RECORDS SUPPLIED:
※

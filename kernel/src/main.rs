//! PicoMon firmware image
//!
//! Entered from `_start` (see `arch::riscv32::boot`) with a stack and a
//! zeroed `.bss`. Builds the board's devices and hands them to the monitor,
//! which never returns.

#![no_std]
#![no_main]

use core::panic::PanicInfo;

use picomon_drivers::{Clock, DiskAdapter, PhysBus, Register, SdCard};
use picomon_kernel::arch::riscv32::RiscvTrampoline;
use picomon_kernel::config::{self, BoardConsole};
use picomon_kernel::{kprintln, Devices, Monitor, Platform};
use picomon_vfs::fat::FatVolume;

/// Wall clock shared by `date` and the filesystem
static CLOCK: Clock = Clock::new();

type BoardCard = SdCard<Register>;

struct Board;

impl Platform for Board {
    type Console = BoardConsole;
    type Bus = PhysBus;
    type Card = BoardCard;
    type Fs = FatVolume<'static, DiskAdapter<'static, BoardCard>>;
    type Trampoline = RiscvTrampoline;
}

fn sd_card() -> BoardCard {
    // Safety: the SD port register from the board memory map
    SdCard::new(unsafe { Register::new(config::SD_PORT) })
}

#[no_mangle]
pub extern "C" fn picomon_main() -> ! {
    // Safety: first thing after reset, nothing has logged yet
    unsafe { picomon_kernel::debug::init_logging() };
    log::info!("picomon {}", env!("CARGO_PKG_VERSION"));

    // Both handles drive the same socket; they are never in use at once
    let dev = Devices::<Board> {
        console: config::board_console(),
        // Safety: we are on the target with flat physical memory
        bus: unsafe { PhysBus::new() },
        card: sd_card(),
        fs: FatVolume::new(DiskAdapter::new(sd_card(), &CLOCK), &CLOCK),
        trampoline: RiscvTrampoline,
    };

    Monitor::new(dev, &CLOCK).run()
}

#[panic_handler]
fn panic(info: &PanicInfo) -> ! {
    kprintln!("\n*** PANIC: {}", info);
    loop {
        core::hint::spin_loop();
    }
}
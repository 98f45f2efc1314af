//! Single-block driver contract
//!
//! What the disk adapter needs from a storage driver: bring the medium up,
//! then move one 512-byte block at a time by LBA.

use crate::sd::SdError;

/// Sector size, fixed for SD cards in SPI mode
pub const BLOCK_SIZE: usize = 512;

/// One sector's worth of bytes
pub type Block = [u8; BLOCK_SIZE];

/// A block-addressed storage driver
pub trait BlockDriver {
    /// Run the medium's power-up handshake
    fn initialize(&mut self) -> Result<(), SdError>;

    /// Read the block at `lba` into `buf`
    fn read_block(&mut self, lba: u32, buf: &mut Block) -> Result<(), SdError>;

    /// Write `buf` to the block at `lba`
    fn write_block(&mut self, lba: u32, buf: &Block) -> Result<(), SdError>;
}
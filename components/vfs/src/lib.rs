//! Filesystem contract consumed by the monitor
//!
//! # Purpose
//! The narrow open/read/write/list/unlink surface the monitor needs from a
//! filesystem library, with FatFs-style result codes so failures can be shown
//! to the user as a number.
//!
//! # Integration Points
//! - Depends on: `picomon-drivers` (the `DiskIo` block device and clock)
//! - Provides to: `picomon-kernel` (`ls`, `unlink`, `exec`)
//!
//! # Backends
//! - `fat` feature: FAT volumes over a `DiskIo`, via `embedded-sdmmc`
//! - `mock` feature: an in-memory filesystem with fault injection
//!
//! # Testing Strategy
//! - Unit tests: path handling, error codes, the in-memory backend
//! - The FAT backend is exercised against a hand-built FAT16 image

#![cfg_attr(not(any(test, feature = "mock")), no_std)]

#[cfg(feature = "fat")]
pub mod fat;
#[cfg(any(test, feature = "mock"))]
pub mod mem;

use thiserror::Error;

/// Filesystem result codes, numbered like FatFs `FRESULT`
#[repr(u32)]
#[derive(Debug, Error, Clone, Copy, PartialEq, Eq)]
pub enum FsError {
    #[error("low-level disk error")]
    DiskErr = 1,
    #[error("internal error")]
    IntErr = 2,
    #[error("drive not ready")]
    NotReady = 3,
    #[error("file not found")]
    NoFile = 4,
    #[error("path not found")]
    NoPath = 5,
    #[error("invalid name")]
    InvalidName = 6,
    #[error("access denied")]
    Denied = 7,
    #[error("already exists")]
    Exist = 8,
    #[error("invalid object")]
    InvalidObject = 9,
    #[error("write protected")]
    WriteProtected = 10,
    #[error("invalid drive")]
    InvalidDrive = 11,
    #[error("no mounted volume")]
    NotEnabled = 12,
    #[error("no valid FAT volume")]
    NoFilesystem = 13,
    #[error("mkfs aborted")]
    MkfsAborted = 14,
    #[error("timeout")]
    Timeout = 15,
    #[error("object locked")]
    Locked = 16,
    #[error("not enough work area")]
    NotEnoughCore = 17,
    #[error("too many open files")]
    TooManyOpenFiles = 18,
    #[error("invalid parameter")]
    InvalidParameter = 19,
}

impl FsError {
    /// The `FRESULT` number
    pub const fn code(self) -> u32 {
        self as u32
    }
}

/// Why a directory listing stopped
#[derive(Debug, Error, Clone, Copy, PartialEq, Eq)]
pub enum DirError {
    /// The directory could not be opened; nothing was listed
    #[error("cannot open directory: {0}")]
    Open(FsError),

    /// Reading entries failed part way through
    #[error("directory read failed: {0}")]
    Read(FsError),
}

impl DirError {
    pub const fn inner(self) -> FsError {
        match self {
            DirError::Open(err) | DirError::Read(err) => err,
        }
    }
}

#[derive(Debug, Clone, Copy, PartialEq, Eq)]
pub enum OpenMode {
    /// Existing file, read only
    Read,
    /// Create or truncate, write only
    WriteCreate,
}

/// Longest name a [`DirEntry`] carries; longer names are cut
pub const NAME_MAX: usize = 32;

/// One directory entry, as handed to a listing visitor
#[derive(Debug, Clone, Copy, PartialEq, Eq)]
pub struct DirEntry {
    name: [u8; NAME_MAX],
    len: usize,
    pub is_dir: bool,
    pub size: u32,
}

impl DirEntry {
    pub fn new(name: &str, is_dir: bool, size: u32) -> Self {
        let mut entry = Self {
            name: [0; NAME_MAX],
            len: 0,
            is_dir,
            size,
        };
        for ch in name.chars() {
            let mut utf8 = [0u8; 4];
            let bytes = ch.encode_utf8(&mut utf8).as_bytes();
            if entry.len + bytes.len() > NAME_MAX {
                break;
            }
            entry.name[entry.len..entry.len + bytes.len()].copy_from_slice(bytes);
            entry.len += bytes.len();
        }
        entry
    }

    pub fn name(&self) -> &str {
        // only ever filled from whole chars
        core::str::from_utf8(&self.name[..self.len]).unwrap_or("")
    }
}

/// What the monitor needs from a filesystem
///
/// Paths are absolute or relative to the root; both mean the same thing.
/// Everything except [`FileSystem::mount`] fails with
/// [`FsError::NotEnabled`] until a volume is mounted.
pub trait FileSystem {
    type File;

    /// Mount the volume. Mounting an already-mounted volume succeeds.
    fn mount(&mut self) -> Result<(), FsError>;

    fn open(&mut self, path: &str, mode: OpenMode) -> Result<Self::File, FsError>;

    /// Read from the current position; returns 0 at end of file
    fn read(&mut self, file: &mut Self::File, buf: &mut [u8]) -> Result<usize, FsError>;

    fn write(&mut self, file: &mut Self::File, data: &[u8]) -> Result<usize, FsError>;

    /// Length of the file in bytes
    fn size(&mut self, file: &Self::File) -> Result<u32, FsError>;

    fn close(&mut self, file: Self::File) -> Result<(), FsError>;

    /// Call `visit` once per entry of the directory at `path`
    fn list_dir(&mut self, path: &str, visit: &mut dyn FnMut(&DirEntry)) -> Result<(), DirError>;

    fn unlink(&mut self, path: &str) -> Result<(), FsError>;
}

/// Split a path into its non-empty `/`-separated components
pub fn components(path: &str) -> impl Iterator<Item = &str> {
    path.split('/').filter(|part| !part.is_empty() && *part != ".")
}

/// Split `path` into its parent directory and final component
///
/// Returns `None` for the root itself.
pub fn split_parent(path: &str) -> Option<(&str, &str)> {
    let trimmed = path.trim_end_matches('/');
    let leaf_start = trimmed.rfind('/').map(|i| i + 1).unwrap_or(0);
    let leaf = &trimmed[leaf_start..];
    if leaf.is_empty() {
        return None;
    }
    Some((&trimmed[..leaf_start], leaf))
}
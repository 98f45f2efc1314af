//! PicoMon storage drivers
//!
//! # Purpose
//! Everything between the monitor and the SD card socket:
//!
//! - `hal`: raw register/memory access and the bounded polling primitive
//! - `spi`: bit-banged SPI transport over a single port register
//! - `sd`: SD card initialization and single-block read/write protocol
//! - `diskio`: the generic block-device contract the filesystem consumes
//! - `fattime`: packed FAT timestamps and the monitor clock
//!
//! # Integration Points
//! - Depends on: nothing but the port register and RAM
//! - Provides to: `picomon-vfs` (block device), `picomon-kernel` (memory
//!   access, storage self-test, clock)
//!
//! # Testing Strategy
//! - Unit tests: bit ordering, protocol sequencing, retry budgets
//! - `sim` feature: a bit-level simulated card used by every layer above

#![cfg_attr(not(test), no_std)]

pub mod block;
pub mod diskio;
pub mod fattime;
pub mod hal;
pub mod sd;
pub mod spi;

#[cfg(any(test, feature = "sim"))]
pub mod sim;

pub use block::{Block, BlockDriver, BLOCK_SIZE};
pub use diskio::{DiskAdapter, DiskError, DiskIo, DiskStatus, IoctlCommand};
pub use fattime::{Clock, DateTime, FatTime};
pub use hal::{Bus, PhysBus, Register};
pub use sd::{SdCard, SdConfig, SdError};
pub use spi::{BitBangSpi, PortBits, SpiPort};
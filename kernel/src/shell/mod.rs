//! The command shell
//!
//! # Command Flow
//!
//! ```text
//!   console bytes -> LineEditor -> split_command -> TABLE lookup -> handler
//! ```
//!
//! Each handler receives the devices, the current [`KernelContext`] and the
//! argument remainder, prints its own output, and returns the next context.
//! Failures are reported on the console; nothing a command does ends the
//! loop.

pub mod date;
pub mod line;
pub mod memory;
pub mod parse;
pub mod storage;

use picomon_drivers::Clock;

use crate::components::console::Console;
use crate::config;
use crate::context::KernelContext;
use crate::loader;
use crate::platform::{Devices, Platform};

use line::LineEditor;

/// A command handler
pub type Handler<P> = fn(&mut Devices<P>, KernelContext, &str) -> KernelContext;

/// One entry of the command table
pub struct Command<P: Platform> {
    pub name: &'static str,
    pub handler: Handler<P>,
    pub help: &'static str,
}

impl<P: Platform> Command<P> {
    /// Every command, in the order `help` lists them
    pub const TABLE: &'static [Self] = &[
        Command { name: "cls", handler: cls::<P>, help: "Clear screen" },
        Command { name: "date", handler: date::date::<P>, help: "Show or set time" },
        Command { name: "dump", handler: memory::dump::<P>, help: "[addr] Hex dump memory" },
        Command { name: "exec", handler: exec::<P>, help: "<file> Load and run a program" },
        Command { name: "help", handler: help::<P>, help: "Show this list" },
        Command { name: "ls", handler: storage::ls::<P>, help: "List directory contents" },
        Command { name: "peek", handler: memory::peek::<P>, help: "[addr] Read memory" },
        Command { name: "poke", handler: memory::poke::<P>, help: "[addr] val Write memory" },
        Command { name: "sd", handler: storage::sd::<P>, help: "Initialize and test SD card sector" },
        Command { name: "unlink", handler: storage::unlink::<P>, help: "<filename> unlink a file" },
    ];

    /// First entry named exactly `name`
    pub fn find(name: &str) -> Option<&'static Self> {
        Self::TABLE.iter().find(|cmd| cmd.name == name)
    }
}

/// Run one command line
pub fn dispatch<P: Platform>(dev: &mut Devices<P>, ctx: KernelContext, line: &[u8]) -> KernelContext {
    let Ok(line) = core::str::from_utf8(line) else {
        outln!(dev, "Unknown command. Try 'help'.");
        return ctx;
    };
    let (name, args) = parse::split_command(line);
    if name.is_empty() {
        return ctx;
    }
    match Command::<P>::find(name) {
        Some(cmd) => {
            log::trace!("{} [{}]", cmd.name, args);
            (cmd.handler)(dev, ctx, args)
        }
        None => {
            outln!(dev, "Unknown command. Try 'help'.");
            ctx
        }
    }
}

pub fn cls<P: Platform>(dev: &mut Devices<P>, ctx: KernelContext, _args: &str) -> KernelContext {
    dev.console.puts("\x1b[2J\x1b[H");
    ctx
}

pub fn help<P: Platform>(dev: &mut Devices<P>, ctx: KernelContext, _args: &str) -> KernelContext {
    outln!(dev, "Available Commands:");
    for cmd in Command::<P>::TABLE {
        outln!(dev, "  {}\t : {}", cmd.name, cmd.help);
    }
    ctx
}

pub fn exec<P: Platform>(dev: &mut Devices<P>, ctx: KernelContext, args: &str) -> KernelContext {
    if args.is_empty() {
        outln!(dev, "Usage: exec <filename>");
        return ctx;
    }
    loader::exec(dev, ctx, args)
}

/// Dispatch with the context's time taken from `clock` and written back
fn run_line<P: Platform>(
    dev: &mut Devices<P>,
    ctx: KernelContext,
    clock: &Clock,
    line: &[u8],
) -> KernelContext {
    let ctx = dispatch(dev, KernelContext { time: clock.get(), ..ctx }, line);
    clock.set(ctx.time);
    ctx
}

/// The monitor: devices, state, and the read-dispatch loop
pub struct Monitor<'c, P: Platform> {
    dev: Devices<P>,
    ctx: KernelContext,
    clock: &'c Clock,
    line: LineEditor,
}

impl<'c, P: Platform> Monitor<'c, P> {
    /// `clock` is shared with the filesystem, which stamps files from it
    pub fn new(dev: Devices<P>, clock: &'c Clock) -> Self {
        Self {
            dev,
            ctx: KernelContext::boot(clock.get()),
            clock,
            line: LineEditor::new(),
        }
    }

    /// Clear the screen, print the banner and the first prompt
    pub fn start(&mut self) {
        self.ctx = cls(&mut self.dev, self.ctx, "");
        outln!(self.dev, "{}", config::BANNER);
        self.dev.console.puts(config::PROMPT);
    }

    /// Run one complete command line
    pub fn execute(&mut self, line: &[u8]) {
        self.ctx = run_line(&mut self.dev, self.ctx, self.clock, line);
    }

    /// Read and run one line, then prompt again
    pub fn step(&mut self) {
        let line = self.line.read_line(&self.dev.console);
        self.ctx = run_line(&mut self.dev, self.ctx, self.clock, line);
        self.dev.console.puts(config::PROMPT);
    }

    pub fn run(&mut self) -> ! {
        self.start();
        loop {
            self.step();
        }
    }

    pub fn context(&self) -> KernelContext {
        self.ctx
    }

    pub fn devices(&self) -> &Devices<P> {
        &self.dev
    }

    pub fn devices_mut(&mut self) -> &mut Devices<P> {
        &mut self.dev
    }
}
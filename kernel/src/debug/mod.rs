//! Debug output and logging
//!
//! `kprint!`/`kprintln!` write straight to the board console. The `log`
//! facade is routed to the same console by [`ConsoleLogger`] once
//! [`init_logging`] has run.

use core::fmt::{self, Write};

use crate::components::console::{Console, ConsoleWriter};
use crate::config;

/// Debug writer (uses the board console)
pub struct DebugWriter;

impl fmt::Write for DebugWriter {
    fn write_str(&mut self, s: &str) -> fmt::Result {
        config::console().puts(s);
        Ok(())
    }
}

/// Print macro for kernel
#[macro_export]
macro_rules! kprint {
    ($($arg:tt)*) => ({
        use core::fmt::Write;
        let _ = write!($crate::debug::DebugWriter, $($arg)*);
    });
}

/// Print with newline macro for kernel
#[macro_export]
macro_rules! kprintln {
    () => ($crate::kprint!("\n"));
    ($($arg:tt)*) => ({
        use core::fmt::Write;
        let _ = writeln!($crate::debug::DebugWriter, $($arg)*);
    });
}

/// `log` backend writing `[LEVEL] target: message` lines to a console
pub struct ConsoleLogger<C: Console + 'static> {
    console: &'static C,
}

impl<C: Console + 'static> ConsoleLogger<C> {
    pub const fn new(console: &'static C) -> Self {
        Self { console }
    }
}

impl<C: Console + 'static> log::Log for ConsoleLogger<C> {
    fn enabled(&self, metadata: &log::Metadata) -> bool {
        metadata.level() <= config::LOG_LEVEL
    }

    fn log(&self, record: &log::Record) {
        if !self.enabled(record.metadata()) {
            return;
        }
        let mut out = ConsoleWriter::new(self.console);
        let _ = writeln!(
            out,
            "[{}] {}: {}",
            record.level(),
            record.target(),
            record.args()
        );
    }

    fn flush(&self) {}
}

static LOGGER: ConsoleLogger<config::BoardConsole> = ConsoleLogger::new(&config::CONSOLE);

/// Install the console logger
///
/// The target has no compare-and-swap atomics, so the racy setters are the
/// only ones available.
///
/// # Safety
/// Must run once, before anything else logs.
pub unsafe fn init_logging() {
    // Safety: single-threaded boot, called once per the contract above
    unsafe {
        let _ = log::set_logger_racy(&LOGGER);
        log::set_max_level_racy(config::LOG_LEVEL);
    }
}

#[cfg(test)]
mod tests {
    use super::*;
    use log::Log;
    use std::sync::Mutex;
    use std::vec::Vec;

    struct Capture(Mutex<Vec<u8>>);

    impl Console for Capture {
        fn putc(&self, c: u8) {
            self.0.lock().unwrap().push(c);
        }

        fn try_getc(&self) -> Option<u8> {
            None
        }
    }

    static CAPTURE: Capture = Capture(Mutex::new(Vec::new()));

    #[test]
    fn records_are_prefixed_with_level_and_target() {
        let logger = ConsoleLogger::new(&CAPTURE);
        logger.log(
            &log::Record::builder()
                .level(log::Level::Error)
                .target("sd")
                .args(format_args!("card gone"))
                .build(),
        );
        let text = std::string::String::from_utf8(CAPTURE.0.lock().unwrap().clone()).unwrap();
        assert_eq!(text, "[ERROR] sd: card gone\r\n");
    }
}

※

WHAT YOU NEED TO DO:
Return each line exactly, beginning at the start of the material above and ending at the line that includes "and the filesystem", with both of those kept.

RESPONSE BELOW:
filename kernel/src/main.rs
//! PicoMon firmware image
//!
//! Entered from `_start` (see `arch::riscv32::boot`) with a stack and a
//! zeroed `.bss`. Builds the board's devices and hands them to the monitor,
//! which never returns.

#![no_std]
#![no_main]

use core::panic::PanicInfo;

use picomon_drivers::{Clock, DiskAdapter, PhysBus, Register, SdCard};
use picomon_kernel::arch::riscv32::RiscvTrampoline;
use picomon_kernel::config::{self, BoardConsole};
use picomon_kernel::{kprintln, Devices, Monitor, Platform};
use picomon_vfs::fat::FatVolume;

/// Wall clock shared by `date` and the filesystem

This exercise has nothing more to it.